(Saved data entries)
◆ ◆ ◆ ◆ ◆ ◆ ◆

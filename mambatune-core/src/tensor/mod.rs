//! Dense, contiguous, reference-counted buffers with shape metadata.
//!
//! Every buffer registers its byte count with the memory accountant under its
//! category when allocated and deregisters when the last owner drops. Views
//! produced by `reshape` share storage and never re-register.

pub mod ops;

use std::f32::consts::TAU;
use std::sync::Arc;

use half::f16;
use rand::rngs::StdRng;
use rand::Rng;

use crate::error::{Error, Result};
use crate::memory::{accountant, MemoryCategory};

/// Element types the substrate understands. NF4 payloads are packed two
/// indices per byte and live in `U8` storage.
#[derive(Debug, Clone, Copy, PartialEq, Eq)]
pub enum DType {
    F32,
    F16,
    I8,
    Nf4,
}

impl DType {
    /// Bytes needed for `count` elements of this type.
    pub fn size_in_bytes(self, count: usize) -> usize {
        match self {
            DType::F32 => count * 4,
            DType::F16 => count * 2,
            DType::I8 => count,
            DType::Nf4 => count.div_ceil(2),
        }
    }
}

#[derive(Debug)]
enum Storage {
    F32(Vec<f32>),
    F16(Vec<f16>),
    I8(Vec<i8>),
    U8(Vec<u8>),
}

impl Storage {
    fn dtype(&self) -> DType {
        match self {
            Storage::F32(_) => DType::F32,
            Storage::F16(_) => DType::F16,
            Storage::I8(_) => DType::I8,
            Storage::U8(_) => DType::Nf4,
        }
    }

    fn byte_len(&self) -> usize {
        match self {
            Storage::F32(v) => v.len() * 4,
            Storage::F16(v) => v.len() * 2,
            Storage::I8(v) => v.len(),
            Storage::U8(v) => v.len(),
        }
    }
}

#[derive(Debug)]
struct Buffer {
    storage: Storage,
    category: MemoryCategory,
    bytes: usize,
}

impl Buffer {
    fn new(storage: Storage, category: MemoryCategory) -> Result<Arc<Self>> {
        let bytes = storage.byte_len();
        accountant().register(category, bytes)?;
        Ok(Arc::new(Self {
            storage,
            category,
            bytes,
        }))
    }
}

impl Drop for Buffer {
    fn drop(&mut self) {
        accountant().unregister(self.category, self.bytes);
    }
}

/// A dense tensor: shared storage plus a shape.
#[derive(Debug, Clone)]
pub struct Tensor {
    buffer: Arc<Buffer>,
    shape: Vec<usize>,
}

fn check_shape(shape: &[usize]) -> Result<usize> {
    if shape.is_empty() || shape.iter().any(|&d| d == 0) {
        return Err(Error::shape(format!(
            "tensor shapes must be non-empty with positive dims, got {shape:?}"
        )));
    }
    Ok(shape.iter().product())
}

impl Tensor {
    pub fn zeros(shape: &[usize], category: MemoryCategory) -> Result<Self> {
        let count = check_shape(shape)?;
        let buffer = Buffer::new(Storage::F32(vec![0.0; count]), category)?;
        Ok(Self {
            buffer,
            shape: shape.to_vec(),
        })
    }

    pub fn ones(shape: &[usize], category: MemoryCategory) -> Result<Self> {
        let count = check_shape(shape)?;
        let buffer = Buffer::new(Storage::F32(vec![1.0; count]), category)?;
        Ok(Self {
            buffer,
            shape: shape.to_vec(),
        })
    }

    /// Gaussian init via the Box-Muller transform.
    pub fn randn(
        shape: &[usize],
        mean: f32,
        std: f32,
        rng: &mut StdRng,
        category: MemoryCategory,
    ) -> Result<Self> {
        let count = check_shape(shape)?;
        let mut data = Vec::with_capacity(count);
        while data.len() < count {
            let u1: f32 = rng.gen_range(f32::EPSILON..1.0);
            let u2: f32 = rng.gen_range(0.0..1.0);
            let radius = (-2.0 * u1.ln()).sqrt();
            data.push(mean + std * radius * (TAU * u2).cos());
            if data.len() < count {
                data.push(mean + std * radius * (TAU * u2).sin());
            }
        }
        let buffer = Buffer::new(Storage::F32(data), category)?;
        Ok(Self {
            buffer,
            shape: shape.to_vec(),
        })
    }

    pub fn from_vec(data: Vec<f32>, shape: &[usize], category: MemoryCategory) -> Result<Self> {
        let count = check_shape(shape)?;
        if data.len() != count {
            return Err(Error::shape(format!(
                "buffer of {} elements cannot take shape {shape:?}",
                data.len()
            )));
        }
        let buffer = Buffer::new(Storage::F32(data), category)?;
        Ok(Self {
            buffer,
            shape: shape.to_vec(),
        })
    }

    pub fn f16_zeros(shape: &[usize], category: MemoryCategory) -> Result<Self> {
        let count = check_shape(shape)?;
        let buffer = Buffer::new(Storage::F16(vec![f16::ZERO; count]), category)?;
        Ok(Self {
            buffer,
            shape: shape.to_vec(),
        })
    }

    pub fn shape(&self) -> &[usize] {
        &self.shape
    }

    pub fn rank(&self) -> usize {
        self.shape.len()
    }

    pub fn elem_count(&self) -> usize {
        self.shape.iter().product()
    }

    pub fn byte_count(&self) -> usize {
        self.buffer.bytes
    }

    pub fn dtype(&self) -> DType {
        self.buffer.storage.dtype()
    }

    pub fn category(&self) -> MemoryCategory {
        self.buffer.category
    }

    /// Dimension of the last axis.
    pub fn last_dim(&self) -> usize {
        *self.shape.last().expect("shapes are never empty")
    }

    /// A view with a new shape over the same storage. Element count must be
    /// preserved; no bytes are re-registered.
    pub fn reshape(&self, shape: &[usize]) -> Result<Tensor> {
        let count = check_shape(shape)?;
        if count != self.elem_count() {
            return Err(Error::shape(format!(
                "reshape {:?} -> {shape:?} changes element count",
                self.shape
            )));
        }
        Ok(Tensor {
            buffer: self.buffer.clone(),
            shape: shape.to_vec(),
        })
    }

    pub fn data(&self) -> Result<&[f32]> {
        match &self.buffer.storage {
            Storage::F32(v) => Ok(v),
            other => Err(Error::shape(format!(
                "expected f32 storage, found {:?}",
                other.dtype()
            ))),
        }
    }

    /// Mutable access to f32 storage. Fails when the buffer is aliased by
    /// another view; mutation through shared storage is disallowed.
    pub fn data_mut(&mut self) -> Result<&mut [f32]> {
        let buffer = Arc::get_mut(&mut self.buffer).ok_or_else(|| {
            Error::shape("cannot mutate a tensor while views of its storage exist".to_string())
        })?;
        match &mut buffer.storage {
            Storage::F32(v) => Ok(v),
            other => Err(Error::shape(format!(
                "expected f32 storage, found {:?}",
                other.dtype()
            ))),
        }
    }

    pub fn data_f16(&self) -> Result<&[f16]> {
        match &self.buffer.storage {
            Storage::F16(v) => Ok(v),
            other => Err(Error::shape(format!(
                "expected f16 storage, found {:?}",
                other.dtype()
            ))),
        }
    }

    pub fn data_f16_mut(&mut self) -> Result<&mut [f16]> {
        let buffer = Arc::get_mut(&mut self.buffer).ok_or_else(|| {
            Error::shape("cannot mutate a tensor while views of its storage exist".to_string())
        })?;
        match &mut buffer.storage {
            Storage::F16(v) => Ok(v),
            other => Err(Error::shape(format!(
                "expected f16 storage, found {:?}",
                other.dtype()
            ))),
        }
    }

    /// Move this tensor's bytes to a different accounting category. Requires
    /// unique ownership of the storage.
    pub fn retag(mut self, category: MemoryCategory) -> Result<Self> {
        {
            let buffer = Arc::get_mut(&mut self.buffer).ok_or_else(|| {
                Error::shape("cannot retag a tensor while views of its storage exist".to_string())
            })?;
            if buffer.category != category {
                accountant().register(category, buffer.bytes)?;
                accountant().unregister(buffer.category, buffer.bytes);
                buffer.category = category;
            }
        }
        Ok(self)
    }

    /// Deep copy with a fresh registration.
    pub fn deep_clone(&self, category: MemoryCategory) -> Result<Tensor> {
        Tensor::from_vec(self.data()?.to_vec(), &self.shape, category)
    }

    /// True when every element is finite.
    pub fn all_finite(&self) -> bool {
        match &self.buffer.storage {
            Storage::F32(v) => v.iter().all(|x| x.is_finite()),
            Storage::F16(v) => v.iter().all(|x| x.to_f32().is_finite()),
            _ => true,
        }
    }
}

◆ ◆ ◆ ◆ ◆ ◆ ◆

> _WHAT YOU ARE ASKED TO DO_
For each line of the entries that holds the word "when", pull that line out.

> _SOLUTION TO THIS PROBLEM_
//! category when allocated and deregisters when the last owner drops. Views
    /// Mutable access to f32 storage. Fails when the buffer is aliased by
    /// True when every element is finite.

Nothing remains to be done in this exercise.